_PROBLEM DETAILS_:
Using the records below, write out again exactly the lines that begin at the line containing "filename src/supervisor/discovery.rs" and end at the line containing "to listen on.", and no other lines.

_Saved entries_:

========================================

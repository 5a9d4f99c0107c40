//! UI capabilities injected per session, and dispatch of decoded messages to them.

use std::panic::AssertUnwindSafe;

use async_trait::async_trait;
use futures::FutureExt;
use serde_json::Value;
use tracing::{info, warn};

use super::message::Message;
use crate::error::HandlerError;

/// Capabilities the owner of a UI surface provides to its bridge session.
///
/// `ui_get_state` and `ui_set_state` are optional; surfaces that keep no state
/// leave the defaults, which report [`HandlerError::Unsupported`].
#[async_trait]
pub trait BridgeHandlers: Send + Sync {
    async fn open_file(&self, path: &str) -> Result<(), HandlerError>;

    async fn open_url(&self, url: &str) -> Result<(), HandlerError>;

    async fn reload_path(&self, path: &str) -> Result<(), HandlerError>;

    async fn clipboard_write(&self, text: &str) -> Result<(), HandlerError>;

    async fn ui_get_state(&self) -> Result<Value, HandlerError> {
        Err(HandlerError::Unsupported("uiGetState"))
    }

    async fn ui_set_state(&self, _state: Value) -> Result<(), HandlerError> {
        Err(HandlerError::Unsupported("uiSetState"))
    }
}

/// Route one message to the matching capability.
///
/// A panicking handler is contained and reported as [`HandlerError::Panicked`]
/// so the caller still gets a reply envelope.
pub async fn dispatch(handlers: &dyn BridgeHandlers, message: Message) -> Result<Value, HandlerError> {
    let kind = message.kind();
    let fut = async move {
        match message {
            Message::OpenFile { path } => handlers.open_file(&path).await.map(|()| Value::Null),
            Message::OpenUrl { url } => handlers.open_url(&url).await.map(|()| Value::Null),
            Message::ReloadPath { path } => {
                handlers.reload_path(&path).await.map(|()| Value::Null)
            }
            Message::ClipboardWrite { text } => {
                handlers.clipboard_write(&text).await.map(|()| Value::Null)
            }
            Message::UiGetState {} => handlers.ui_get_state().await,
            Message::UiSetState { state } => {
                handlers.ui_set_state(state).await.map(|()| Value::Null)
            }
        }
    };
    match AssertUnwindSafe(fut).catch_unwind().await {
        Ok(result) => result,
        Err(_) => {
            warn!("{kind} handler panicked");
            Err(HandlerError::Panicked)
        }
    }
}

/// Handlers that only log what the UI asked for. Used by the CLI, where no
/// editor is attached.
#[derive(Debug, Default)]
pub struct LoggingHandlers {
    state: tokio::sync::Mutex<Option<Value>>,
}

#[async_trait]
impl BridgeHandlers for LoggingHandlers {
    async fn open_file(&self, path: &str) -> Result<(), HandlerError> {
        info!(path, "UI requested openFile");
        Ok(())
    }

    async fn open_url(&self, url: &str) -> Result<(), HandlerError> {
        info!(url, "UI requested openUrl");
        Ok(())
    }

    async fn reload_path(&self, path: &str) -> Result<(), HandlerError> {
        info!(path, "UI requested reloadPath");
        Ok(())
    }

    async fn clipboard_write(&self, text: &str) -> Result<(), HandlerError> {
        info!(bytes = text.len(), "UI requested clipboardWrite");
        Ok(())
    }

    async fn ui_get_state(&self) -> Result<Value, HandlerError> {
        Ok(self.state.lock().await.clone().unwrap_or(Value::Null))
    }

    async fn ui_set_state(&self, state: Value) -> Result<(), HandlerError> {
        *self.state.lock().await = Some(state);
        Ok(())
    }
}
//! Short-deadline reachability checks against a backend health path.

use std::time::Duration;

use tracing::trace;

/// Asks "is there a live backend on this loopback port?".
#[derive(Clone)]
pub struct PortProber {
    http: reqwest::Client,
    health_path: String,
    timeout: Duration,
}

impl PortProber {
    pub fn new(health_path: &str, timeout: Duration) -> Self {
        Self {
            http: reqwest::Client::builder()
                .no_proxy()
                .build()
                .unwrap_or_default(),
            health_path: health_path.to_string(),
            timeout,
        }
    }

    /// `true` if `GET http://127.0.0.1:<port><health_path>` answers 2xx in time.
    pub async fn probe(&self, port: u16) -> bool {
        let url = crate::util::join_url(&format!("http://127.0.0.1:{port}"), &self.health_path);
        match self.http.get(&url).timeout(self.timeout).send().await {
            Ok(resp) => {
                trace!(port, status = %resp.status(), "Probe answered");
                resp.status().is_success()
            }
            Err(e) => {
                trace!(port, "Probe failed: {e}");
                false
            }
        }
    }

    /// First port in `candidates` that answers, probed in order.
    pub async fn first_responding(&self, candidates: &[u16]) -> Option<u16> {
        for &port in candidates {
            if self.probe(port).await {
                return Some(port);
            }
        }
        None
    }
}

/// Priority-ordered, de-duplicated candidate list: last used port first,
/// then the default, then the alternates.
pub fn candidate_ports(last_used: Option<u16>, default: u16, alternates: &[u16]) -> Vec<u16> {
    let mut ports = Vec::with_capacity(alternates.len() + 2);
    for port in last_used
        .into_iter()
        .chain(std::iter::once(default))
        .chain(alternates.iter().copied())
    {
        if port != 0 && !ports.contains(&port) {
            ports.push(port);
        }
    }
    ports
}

========================================

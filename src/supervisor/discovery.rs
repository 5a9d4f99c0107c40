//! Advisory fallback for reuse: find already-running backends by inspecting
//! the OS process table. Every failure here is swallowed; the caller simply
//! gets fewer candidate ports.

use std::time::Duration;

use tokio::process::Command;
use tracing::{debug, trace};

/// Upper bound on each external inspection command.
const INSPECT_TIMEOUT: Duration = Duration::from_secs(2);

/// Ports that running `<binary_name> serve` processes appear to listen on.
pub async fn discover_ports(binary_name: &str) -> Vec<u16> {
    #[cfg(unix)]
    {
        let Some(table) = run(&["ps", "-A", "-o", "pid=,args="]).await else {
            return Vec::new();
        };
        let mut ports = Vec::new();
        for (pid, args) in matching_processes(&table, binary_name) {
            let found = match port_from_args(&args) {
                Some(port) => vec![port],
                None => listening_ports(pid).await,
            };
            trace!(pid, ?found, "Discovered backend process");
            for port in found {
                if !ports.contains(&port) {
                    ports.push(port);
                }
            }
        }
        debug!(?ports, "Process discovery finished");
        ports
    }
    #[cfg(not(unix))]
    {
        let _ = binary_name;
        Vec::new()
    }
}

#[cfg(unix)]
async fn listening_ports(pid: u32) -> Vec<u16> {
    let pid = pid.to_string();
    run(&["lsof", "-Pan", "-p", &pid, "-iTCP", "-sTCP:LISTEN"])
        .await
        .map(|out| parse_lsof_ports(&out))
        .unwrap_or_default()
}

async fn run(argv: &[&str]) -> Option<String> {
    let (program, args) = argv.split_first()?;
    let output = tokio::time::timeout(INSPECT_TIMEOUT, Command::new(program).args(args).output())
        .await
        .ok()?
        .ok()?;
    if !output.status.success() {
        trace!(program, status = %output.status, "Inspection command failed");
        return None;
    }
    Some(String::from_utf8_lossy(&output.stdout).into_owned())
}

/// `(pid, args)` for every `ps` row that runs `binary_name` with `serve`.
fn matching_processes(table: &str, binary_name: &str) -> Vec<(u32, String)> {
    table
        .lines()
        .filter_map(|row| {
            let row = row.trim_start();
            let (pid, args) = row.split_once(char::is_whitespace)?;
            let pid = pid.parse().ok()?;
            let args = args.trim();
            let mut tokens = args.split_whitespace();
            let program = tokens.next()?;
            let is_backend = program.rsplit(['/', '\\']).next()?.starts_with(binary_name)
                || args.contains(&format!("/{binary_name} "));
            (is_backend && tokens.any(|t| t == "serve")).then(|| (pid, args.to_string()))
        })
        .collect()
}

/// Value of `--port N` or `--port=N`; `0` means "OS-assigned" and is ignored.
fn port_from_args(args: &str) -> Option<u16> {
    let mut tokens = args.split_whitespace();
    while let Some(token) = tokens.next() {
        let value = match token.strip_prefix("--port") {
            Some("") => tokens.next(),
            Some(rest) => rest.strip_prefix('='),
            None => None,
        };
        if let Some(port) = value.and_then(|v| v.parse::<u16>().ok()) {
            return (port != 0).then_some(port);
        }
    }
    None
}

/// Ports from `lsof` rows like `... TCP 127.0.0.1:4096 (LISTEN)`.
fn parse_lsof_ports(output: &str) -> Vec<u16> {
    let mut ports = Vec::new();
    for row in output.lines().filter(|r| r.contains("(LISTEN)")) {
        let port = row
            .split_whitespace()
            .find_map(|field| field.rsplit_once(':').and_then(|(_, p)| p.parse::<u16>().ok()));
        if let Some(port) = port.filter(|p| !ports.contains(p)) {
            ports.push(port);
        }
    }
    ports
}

========================================

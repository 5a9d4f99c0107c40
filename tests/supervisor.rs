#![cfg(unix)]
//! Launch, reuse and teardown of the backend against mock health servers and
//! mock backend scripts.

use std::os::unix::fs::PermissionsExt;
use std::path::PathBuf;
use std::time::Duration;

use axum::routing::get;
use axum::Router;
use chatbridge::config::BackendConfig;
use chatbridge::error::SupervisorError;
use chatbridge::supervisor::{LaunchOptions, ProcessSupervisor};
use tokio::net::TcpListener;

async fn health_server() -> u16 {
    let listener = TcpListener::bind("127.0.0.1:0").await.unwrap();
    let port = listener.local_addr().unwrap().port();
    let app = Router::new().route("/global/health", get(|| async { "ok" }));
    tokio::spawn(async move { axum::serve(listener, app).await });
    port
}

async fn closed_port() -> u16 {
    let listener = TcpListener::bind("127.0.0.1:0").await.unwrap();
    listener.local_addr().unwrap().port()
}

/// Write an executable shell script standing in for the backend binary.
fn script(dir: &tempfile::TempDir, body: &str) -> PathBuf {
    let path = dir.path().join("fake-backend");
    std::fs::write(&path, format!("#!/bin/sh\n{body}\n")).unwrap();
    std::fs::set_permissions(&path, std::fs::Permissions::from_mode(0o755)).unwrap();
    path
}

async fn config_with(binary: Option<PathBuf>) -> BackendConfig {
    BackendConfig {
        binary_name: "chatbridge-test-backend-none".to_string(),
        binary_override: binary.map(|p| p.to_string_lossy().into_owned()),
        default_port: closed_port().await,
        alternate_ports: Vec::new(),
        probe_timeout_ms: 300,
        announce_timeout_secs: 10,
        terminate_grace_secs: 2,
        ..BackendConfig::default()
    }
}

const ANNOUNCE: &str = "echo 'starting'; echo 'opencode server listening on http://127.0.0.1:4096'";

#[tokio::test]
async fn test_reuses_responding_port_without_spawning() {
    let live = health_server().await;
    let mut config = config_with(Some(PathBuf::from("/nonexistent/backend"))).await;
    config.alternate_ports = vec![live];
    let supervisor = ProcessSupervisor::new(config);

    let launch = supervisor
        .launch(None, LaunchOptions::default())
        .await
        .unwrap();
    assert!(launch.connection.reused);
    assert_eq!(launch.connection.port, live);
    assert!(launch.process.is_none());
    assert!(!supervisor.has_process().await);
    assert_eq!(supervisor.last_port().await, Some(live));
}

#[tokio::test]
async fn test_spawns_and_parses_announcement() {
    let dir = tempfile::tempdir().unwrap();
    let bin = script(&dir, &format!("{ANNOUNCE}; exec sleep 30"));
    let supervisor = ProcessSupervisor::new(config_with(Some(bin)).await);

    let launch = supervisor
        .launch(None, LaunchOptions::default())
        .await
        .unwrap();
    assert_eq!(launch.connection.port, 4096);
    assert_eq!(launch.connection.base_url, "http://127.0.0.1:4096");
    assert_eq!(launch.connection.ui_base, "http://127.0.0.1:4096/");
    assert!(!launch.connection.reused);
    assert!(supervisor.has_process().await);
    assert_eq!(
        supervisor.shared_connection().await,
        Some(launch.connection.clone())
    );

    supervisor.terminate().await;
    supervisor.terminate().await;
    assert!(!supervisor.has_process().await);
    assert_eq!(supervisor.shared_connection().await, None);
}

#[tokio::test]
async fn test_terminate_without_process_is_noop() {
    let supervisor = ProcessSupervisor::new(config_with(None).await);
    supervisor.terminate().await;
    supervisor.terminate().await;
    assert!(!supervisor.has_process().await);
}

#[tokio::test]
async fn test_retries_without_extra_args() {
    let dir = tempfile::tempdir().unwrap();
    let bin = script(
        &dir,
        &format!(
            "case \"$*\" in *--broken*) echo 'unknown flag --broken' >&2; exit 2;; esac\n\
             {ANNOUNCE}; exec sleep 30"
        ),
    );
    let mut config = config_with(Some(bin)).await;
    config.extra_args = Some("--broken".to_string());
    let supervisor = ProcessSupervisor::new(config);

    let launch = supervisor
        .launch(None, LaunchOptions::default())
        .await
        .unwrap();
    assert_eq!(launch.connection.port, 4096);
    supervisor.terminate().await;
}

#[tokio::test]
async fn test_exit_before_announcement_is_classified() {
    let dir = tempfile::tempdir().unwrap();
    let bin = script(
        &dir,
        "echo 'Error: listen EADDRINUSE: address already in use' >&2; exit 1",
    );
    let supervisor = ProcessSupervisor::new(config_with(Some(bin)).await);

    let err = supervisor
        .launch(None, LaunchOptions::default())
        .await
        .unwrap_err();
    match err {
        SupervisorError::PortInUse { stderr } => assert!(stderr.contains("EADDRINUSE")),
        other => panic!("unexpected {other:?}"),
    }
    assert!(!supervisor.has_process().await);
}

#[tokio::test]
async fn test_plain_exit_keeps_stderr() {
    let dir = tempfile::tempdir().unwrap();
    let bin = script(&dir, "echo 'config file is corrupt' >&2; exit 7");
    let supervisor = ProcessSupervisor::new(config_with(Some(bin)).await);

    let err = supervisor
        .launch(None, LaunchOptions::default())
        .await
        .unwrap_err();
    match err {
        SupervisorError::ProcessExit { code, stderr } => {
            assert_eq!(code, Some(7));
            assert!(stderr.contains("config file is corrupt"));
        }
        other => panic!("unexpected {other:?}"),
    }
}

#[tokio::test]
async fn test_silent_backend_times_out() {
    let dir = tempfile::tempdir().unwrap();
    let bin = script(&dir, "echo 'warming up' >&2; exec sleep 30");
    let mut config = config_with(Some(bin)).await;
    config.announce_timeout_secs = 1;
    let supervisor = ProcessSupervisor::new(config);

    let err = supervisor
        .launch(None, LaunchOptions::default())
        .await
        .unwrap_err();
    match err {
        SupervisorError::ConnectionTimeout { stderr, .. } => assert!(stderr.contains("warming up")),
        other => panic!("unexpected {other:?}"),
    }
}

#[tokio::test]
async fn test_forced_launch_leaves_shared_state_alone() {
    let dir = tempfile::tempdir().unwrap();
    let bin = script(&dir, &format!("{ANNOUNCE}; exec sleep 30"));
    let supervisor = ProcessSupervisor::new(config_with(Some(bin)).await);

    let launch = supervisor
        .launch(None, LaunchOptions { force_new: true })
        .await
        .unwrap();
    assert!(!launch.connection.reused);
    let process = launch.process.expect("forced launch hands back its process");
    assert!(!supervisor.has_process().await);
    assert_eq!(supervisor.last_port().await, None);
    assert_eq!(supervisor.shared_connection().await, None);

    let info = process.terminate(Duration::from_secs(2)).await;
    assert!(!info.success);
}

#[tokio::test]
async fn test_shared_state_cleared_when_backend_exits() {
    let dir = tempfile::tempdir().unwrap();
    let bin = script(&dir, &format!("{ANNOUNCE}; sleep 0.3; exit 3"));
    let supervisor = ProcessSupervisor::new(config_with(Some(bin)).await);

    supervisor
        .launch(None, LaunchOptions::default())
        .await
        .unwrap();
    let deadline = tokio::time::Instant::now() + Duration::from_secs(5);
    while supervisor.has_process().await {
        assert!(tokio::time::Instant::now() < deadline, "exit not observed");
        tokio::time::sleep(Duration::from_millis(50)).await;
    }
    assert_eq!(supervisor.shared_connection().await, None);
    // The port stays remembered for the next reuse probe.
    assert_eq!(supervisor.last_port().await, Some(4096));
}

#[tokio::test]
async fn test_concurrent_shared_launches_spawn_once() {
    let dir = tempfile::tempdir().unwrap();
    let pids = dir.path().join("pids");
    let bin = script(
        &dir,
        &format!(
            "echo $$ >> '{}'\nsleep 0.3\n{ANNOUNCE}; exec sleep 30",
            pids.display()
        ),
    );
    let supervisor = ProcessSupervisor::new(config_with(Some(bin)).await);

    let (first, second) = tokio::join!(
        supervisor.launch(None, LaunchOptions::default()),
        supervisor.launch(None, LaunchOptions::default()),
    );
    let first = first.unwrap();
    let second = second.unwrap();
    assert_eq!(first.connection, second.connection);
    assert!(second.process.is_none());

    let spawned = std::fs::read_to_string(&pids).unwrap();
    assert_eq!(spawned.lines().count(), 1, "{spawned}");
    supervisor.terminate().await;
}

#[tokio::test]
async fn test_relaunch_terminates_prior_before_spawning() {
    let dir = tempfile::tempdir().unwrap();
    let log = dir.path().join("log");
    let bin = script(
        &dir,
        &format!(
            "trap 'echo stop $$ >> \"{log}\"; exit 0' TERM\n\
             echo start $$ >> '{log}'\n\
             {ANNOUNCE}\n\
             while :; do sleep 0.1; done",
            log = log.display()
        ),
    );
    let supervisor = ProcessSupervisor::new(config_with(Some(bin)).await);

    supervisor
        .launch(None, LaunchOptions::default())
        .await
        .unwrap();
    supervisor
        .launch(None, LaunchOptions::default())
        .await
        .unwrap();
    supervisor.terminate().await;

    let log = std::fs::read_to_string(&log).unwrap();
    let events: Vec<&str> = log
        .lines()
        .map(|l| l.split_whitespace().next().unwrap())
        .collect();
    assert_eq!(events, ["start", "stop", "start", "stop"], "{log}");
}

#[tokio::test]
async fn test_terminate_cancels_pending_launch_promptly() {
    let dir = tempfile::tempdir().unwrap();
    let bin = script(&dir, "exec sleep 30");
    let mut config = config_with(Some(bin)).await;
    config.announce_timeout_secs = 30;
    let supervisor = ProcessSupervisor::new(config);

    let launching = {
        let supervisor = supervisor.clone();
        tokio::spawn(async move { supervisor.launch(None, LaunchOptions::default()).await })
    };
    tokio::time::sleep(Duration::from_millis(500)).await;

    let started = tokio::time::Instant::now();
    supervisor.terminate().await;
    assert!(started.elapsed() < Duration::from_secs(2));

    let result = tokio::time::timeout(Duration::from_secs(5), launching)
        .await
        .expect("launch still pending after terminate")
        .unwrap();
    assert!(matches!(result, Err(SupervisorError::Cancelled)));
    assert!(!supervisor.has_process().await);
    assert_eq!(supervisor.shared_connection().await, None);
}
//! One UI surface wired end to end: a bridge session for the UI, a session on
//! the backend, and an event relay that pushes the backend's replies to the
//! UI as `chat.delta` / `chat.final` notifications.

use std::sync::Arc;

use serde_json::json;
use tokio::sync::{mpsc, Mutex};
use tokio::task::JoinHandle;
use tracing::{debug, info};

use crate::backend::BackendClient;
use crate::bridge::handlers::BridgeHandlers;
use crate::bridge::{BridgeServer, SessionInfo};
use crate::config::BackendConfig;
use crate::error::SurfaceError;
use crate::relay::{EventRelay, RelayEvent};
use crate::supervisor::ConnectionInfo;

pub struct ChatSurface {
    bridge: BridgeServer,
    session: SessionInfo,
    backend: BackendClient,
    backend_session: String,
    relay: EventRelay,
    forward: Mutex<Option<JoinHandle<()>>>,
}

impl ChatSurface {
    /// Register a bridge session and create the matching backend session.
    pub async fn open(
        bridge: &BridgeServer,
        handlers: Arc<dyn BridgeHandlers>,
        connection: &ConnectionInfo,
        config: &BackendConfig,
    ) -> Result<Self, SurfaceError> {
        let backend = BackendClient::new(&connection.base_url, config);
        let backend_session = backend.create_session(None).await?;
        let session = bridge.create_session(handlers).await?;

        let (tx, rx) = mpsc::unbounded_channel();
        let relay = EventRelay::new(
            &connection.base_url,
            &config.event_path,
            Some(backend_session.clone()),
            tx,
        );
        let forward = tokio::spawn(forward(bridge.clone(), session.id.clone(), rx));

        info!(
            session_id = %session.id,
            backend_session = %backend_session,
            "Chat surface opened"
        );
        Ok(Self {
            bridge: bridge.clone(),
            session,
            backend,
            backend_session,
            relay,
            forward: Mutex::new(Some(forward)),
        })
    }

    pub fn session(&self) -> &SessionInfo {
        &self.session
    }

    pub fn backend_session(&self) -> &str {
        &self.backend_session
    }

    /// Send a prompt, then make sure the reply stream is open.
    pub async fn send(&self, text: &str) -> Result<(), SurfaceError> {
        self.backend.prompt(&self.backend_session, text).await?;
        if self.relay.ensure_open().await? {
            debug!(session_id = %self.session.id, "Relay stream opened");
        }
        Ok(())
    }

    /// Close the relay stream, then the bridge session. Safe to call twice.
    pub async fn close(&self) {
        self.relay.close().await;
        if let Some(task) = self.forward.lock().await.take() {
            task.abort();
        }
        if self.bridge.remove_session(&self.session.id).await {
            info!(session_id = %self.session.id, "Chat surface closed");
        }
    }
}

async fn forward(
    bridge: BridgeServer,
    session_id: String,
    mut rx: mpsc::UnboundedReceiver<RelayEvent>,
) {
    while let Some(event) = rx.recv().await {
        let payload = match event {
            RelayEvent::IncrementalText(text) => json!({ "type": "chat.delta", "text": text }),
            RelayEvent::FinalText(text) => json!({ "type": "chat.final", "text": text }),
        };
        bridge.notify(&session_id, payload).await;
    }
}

========================================

_WRITTEN RESPONSE_:
filename src/supervisor/discovery.rs
repository 5a9d4f99c0107c40
//! Advisory fallback for reuse: find already-running backends by inspecting
//! the OS process table. Every failure here is swallowed; the caller simply
//! gets fewer candidate ports.

use std::time::Duration;

use tokio::process::Command;
use tracing::{debug, trace};

/// Upper bound on each external inspection command.
const INSPECT_TIMEOUT: Duration = Duration::from_secs(2);

/// Ports that running `<binary_name> serve` processes appear to listen on.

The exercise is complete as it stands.